Illustration © John Lewis

"Nelson makes his point that ecological responsibility for white-tailed deer is our charge," Haglund said. "But ecological damage from too many herbivores is not a one-chapter tale solely about deer. It is a 'book' with an increasing number of 'chapters' as worldwide loss of native predators and other ecological disruption allows prolific plant-eating animals to escape human control and regulation. Whether we examine elephants in Zimbabwe, red deer in New Zealand or snow geese in Hudson's Bay, animals have the potential to eliminate native plants over broad stretches of savanna, forest or wetland."

"The ecological costs of too many herbivores incur a debt on the land that will not be repaid within several human lifetimes," Haglund said, "and Nelson's writings help us appreciate this is also true closer to home. The deer herd of our era may survive and even thrive the Wisconsin winters thanks to corn and alfalfa, but our woodlots and forests cannot also survive when the herd gets too large. Many Wisconsin habitats have lost important native plant species that will never return."

The risk to other resources

Deer can significantly reduce native plants and, subsequently, animal diversity if the herd population rises. Nelson cites a number of nationwide studies. Since his book was published, at least three additional research projects in Wisconsin started or recently concluded documenting the problem. Nelson states, "Over the past few decades, especially east of the Mississippi, deer overpopulation has become almost pandemic in natural sanctuaries. Overcrowded and hungry, deer have abandoned their natural wildness, depleted vegetation, jeopardized plant and animal species, and faced starvation themselves."

High populations of deer severely feed on agricultural crops in many geographical regions outside Wisconsin. Nelson interviewed farmers in several states including pumpkin farmer John Gellerman who said "For deer, pumpkins are like the peanuts at a bridge party. One year we had expected to harvest 5,000 pumpkins but ended up with only 350."

New York orchard and roadside fruit marketer Tom Sampson told Nelson: "I hate to tell you this, but I've come to feel that the only good deer is a dead deer. People wonder how I can say that, but if you've worked for something all your life, then somebody comes and steals it, you do what you can to protect it."

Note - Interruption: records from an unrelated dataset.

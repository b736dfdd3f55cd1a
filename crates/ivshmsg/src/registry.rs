//! Live endpoints and in-process doorbell routing.
//!
//! A [`Fabric`] owns a mailbox and the registry of endpoints attached to it.
//! Each endpoint gets an interrupt thread fed by an unbounded channel; the
//! [`LoopbackDoorbell`] turns a rung word into a vector on the destination's
//! channel, the way the doorbell hardware would raise an MSI-X vector.

use std::collections::BTreeMap;
use std::sync::{Arc, Weak};
use std::thread::JoinHandle;

use parking_lot::RwLock;
use tokio::sync::mpsc;
use tracing::{debug, error, info, trace, warn};

use crate::config::{DEFAULT_CCLASS, EndpointConfig, MailboxConfig};
use crate::doorbell::{Doorbell, DoorbellWord};
use crate::endpoint::Endpoint;
use crate::error::SetupError;
use crate::layout::PeerId;
use crate::mailbox::Mailbox;
use crate::vector::VectorTable;

/// First vector handed out by a fabric.
pub const FABRIC_BASE_IRQ: u32 = 64;

// =============================================================================
// Registry
// =============================================================================

struct Attachment {
    endpoint: Arc<Endpoint>,
    irq: mpsc::UnboundedSender<u32>,
    thread: JoinHandle<()>,
}

/// Endpoints attached to one mailbox, by peer id.
#[derive(Default)]
pub struct EndpointRegistry {
    entries: RwLock<BTreeMap<PeerId, Attachment>>,
}

impl EndpointRegistry {
    pub fn new() -> Self {
        Self::default()
    }

    pub fn get(&self, peer_id: PeerId) -> Option<Arc<Endpoint>> {
        self.entries
            .read()
            .get(&peer_id)
            .map(|a| a.endpoint.clone())
    }

    pub fn peer_ids(&self) -> Vec<PeerId> {
        self.entries.read().keys().copied().collect()
    }

    pub fn endpoints(&self) -> Vec<Arc<Endpoint>> {
        self.entries
            .read()
            .values()
            .map(|a| a.endpoint.clone())
            .collect()
    }

    pub fn len(&self) -> usize {
        self.entries.read().len()
    }

    pub fn is_empty(&self) -> bool {
        self.entries.read().is_empty()
    }

    /// Raise the vector for `word` on its destination's interrupt line.
    fn raise(&self, word: DoorbellWord) -> bool {
        let entries = self.entries.read();
        let Some(attachment) = entries.get(&word.dest()) else {
            debug!(origin = word.origin(), dest = word.dest(), "ring for unattached peer dropped");
            return false;
        };
        let Some(vector) = attachment.endpoint.vectors().vector_for(word.origin()) else {
            debug!(origin = word.origin(), dest = word.dest(), "no vector for origin");
            return false;
        };
        trace!(origin = word.origin(), dest = word.dest(), vector, "raise");
        attachment.irq.send(vector).is_ok()
    }
}

impl std::fmt::Debug for EndpointRegistry {
    fn fmt(&self, f: &mut std::fmt::Formatter<'_>) -> std::fmt::Result {
        f.debug_struct("EndpointRegistry")
            .field("peer_ids", &self.peer_ids())
            .finish()
    }
}

/// Doorbell that delivers rings to endpoints in the same process.
#[derive(Debug, Clone)]
pub struct LoopbackDoorbell {
    registry: Weak<EndpointRegistry>,
}

impl LoopbackDoorbell {
    pub fn new(registry: &Arc<EndpointRegistry>) -> Self {
        Self {
            registry: Arc::downgrade(registry),
        }
    }
}

impl Doorbell for LoopbackDoorbell {
    fn ring(&self, word: DoorbellWord) {
        match self.registry.upgrade() {
            Some(registry) => {
                registry.raise(word);
            }
            None => debug!(dest = word.dest(), "ring after fabric shutdown dropped"),
        }
    }
}

// =============================================================================
// Fabric
// =============================================================================

/// A mailbox plus every endpoint attached to it.
pub struct Fabric {
    mailbox: Arc<Mailbox>,
    registry: Arc<EndpointRegistry>,
}

impl Fabric {
    pub fn new(mailbox: Mailbox) -> Self {
        Self {
            mailbox: Arc::new(mailbox),
            registry: Arc::new(EndpointRegistry::new()),
        }
    }

    /// Format a heap-backed mailbox and wrap it.
    pub fn create(config: &MailboxConfig) -> Result<Self, SetupError> {
        Ok(Self::new(Mailbox::create(config)?))
    }

    pub fn mailbox(&self) -> &Arc<Mailbox> {
        &self.mailbox
    }

    pub fn registry(&self) -> &Arc<EndpointRegistry> {
        &self.registry
    }

    pub fn endpoint(&self, peer_id: PeerId) -> Option<Arc<Endpoint>> {
        self.registry.get(peer_id)
    }

    /// Vector table for `peer_id`: a distinct run of vectors per endpoint.
    fn vector_table(&self, peer_id: PeerId) -> Result<VectorTable, SetupError> {
        let n_events = self.mailbox.layout().n_events;
        u32::try_from(n_events)
            .ok()
            .and_then(|n| u32::from(peer_id).checked_mul(n))
            .and_then(|offset| FABRIC_BASE_IRQ.checked_add(offset))
            .and_then(|base| VectorTable::sequential(n_events, base))
            .ok_or(SetupError::VectorOverflow { peer_id, n_events })
    }

    /// Attach an endpoint for `peer_id` and start its interrupt thread.
    pub fn attach(&self, peer_id: PeerId, config: EndpointConfig) -> Result<Arc<Endpoint>, SetupError> {
        let mut entries = self.registry.entries.write();
        if entries.contains_key(&peer_id) {
            return Err(SetupError::AlreadyAttached { peer_id });
        }

        let endpoint = Arc::new(Endpoint::attach(
            self.mailbox.clone(),
            peer_id,
            self.vector_table(peer_id)?,
            Arc::new(LoopbackDoorbell::new(&self.registry)),
            config,
        )?);

        let (irq, mut line) = mpsc::unbounded_channel::<u32>();
        let handler = endpoint.clone();
        let thread = std::thread::Builder::new()
            .name(format!("ivshmsg-irq-{}", peer_id))
            .spawn(move || {
                while let Some(vector) = line.blocking_recv() {
                    handler.on_interrupt(vector);
                }
                trace!(peer_id = handler.peer_id(), "interrupt line closed");
            })
            .map_err(SetupError::Spawn)?;

        entries.insert(
            peer_id,
            Attachment {
                endpoint: endpoint.clone(),
                irq,
                thread,
            },
        );
        info!(peer_id, coordinator = endpoint.is_coordinator(), "attached");
        Ok(endpoint)
    }

    /// Detach `peer_id`: abort its blocked consumers, close its interrupt
    /// line, and join the interrupt thread.
    pub fn detach(&self, peer_id: PeerId) -> bool {
        let Some(attachment) = self.registry.entries.write().remove(&peer_id) else {
            return false;
        };
        let Attachment {
            endpoint,
            irq,
            thread,
        } = attachment;

        endpoint.interrupt_waiters();
        drop(irq);
        if thread.join().is_err() {
            error!(peer_id, "interrupt thread panicked");
        }
        info!(peer_id, "detached");
        true
    }

    /// Bind a driver class to every endpoint and tell the coordinator.
    ///
    /// Returns the number of endpoints bound.
    pub fn bind_class(&self, class_name: &str) -> usize {
        let endpoints = self.registry.endpoints();
        for endpoint in &endpoints {
            endpoint.set_class_name(class_name);
            self.update_switch(endpoint);
        }
        debug!(class_name, count = endpoints.len(), "class bound");
        endpoints.len()
    }

    /// Restore the default class on every bound endpoint.
    ///
    /// Returns the number of endpoints unbound.
    pub fn unbind_class(&self) -> usize {
        let mut count = 0;
        for endpoint in self.registry.endpoints() {
            if endpoint.identity().class_name == DEFAULT_CCLASS {
                continue;
            }
            endpoint.set_class_name(DEFAULT_CCLASS);
            self.update_switch(&endpoint);
            count += 1;
        }
        count
    }

    fn update_switch(&self, endpoint: &Endpoint) {
        if endpoint.is_coordinator() {
            return;
        }
        if let Err(e) = endpoint.request_switch_dump() {
            warn!(peer_id = endpoint.peer_id(), error = %e, "switch update failed");
        }
    }
}

impl Drop for Fabric {
    fn drop(&mut self) {
        for peer_id in self.registry.peer_ids() {
            self.detach(peer_id);
        }
    }
}

impl std::fmt::Debug for Fabric {
    fn fmt(&self, f: &mut std::fmt::Formatter<'_>) -> std::fmt::Result {
        f.debug_struct("Fabric")
            .field("mailbox", &self.mailbox)
            .field("registry", &self.registry)
            .finish()
    }
}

Common ground for hunter and nonhunter

DNR Deer and Bear Ecologist, Bill Mytton also appreciates the dialogues that Nelson's writings may open between hunters and the nonhunting public.

"Nelson's writing is refreshing because he describes divergent views without making villains of those who would disagree with his perspective. I agree with him that the search for common ground can lead to solutions over game management debates that don't create ill feelings," Mytton said.

"Let's face it. Wisconsin's human population is changing too. More people here who do not own property, who live in cities and who have no tie to rural land. It's critical when managing deer and enjoying deer that we better understand the animals' ecology and the interests of people who have little contact with these animals."

Ourselves and our place in nature

What else can we learn from exploring the complex relationship between people and deer? Nelson puts it this way:

"We share membership with deer in the same ecological community - sometimes as simple neighbors, sometimes as competitors, sometimes as hunter and prey.

"Deer give us a way to recognize ourselves as animals rooted in the earth, beholden to the same rules of biology that govern all living things, equally dependent on the health and vitality of our environment, yet also burdened with special responsibilities because of our inordinate destructive power. We live among deer, we study deer, we cherish deer, we struggle with deer, we prey on deer, we manipulate deer, and we also have much to learn from deer."

Now working in groundwater remediation, John Lewis plans to return to his family roots, hunting and growing a more sustainable way of life.